Pam Martens’ Warning to the Fed and the Clintons in 1998 – And She Warns Them Again Now

 Guest Post by Jesse

It is the same players that we saw enabling reckless behaviour in 1998: Citigroup, the Fed, and the Clinton-led Wall Street Democrats.

And here we are again, almost eighteen years later, watching the same short term, selfish behaviour by the big money banks putting the entire economy of productive individuals at risk again.

“There’s something big and scary going on behind the scenes but, as usual, the public isn’t reading about it on the front pages of the newspapers…

Dodd-Frank was supposed to push the derivatives out of the commercial banks which hold the insured deposits to prevent another taxpayer bailout, the so-called “push out” rule. But in December of 2014, Citigroup was able to sneak legislation into the must-pass spending bill to keep the government running that overturned the push-out rule…

Using its insured bank’s balance sheet as ballast, Citigroup’s bank holding company now ranks as the largest holder of all derivatives in the U.S. According to the Comptroller of the Currency, the very bank that blew itself up in 2008 and received the largest taxpayer bailout in history, now holds $55 trillion in notional amount of derivatives.
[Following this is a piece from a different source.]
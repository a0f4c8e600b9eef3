mod dom;

pub mod description;
pub mod experience;
pub mod skills;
But far more alarming is the type of derivatives Citigroup appears hell bent on gaining market share in trading. Last week we reported that Citigroup is plowing into credit default swaps, the very derivatives that blew up the big insurance company, AIG, in 2008 and forced a government bailout of AIG to the tune of $185 billion…

On March 8 of this year [2016], the Office of Financial Research, which was created under the Dodd-Frank legislation to monitor the buildup of systemic financial risks, released a study on Credit Default Swaps. Its findings were deeply troubling…”

You may read the entire article at Wall Street On Parade.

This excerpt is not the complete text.